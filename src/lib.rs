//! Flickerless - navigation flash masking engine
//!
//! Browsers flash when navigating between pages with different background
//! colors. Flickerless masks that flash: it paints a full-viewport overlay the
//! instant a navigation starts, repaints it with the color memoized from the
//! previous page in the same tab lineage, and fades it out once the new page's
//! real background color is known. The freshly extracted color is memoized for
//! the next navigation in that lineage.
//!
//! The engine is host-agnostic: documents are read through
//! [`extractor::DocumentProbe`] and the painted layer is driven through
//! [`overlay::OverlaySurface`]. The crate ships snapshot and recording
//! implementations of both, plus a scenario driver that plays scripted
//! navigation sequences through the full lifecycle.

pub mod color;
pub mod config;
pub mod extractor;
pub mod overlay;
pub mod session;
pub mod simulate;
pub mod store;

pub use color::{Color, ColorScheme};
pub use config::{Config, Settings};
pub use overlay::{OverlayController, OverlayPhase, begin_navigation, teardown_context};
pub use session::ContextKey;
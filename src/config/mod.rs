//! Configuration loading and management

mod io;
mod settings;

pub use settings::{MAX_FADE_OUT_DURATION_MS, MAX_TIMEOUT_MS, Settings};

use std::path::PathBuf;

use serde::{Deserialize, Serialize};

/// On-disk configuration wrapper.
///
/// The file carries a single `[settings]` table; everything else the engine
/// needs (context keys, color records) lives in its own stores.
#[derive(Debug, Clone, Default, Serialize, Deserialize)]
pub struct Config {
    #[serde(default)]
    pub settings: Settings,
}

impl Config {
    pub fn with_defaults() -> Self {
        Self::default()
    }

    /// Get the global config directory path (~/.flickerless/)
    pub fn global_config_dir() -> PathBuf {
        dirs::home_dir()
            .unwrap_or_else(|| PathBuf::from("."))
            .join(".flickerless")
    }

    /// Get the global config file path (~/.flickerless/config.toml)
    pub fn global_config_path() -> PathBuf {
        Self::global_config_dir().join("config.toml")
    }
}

YOUR ASSIGNMENT ::
Where the string "session" occurs in the data, return the whole line.

ANSWER FOR THE TASK ::
pub mod session;
pub use session::ContextKey;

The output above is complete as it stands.